Si, Mimnermus uti censet, sine amore jocisque
Nil est jucundum, vivas in amore jocisque.
Epist. VI. l. I. vers. 65.

Nous connoissons les vers de Mimnerme qu’Horace avoit en vûe ; Stobée, tit. 63. p. 243. nous les a conservés dans ses extraits. Il faut en donner ici la belle version latine de Grotius, & la traduction libre de cette jolie piece en vers françois par un de nos poëtes.

Vita quid est, quid dulce, nisi juvet aurea Cypris ?
Tunc peream, Veneris cum mihi cura perit.
Flos celer ætatis sexu donatus utrique,
Lectus, amatorum munera, tectus amor.
Omnia diffugiunt mox cum venit atra senectus,
Quæ facit & pulchros turpibus esse pares.
Torpida sollicitæ lacerant præcordia curæ :
Lumina nec solis, nec juvat alma dies,
Invisum pueris, inhonoratumque puellis.
Tam dedit, heu, senio tristia fata Deus.


Que seroit sans l’amour le plaisir & la vie ?
Puisse-t-elle m’être ravie,
Quand je perdrai le gout du mystere amoureux,
Des saveurs, des lieux faits pour les amans heureux.
Cueillons la fleur de l’âge, elle est bientôt passée :
Le sexe n’y fait rien ; la vieillesse glacée
Vient avec la laideur confondre la beauté.
L’homme alors est en proie aux soins, à la tristesse ;
Haï des jeunes gens, des belles maltraité,
Du soleil à regret il souffre la clarté,
Voilà le sort de la vieillesse.

Le plus grand de tous les poëtes du monde est né, du-moins à ce que je crois, sur les bords du Mélès, qui baignoit les murs de Smyrne ; & comme on ne connoissoit pas son pere ; il porta le nom de ce ruisseau, & fut appellé Mélésigene.

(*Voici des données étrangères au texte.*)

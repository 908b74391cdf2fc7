//! Merge rules: defaults, override order, conflict handling.

use config::Config;
use config::ConfigBuilder;
use config::ConfigError;

use crate::events::{DEFAULT_HEARTBEAT_SECS, DEFAULT_PREVIEW_CHARS};

/// Create a Config builder with merge policy defaults applied.
pub fn builder_with_defaults() -> Result<ConfigBuilder<config::builder::DefaultState>, ConfigError>
{
    Config::builder()
        .set_default("routing.provider", "openai")?
        .set_default("routing.model", "gpt-4o")?
        .set_default("events.heartbeat_secs", DEFAULT_HEARTBEAT_SECS)?
        .set_default("events.preview_chars", DEFAULT_PREVIEW_CHARS as u64)?
        .set_default("defaults.destination", "default")
}
pub mod environment;
pub mod global_file;
pub mod workspace_file;
//! CLI route: one handler per command, each delegating to the relay runtime.

use std::path::{Path, PathBuf};
use std::sync::Arc;

use tracing::info;

use crate::cli::parse::Commands;
use crate::config::{ConfigLoader, RelayConfig};
use crate::error::ApiError;
use crate::events::WebhookPayload;
use crate::relay::Relay;
use crate::store::{HttpRecordStore, MemoryRecordStore, RecordStore};

pub struct RunContext {
    config: RelayConfig,
}

impl RunContext {
    /// Create run context from workspace root and optional config path.
    pub fn new(workspace_root: PathBuf, config_path: Option<PathBuf>) -> Result<Self, ApiError> {
        let config = if let Some(ref cfg_path) = config_path {
            ConfigLoader::load_from_file(cfg_path)?
        } else {
            ConfigLoader::load(&workspace_root)?
        };
        Ok(Self { config })
    }

    pub fn from_config(config: RelayConfig) -> Self {
        Self { config }
    }

    pub fn config(&self) -> &RelayConfig {
        &self.config
    }

    pub async fn execute(&self, command: &Commands) -> Result<String, ApiError> {
        match command {
            Commands::Assemble { id, lane, records } => {
                let relay = self.relay(records.as_deref())?;
                let context = relay.assemble(id, lane.as_deref()).await?;
                to_pretty_json(&context)
            }
            Commands::Lanes { id, records } => {
                let relay = self.relay(records.as_deref())?;
                let context = relay.assemble(id, None).await?;
                to_pretty_json(&context.lane_plan)
            }
            Commands::Webhook { file } => self.replay_webhook(file),
        }
    }

    fn relay(&self, records: Option<&Path>) -> Result<Relay, ApiError> {
        let store: Arc<dyn RecordStore> = match records {
            Some(path) => {
                info!(fixture = %path.display(), "Using fixture record store");
                Arc::new(MemoryRecordStore::from_fixture(path)?)
            }
            None => Arc::new(HttpRecordStore::new(&self.config.store)?),
        };
        Relay::new(&self.config, store)
    }

    fn replay_webhook(&self, file: &Path) -> Result<String, ApiError> {
        let raw = std::fs::read_to_string(file).map_err(|e| {
            ApiError::InvalidRequest(format!("Failed to read {}: {}", file.display(), e))
        })?;
        let payload: WebhookPayload = serde_json::from_str(&raw).map_err(|e| {
            ApiError::InvalidRequest(format!("Invalid webhook payload: {}", e))
        })?;

        let relay = Relay::new(&self.config, Arc::new(MemoryRecordStore::new()))?;
        let mut subscription = relay.subscribe(&payload.correlation_id);
        let ack = relay.handle_webhook(&payload);

        let mut out = String::new();
        while let Some(frame) = subscription.try_next_frame() {
            out.push_str(&frame.to_sse());
        }
        out.push_str(&format!("# ack: {}", serde_json::to_string(&ack).unwrap_or_default()));
        Ok(out)
    }
}

fn to_pretty_json<T: serde::Serialize>(value: &T) -> Result<String, ApiError> {
    serde_json::to_string_pretty(value)
        .map_err(|e| ApiError::InvalidRequest(format!("Failed to serialize output: {}", e)))
}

Une belle avanturiere, nommée Crithéide, chassée de la ville de Cumes, par la honte de se voir enceinte, se trouvant sans logement, y vint faire ses couches. Son enfant perdit la vue dans la suite, & fut nommé Homere, c’est-à-dire l’aveugle.

Jamais fille d’esprit, & surtout fille d’esprit qui devient sage, après avoir eu des foiblesses, n’a manqué de mari : Crithéide l’éprouva ; car, selon l’auteur de la vie d’Homere, attribuée à Hérodote, Phémius, qui enseigna la grammaire & la musique à Smyrne, n’épousa Crithéide qu’après le malheur de cette fille, & la naissance d’Homere. Il conçut d’elle si bonne opinion, la voyant dans son voisinage uniquement occupée du soin de gagner sa vie à filer des laines, qu’il la prit chez lui, pour l’employer à filer celles dont ses écoliers avoient coutume de payer ses leçons. Charmé des bonnes mœurs, de l’intelligence, & peut-être de la figure de cette fille, il en fit sa femme, adopta son enfant, & donna tous ses soins à son éducation. Aussi Phémius est fort célebre dans l’Odyssée ; il y est parlé de lui en trois endroits, l. I. v. 154. l. XVII. v. 263. l. XXII. v. 331. & il y passa pour un chantre inspiré des dieux. C’est lui qui par le chant de ses poésies mises en musique, & accompagnées des sons de sa lyre, égaye ces festins, où les poursuivans de Pénélope emploient les journées entieres.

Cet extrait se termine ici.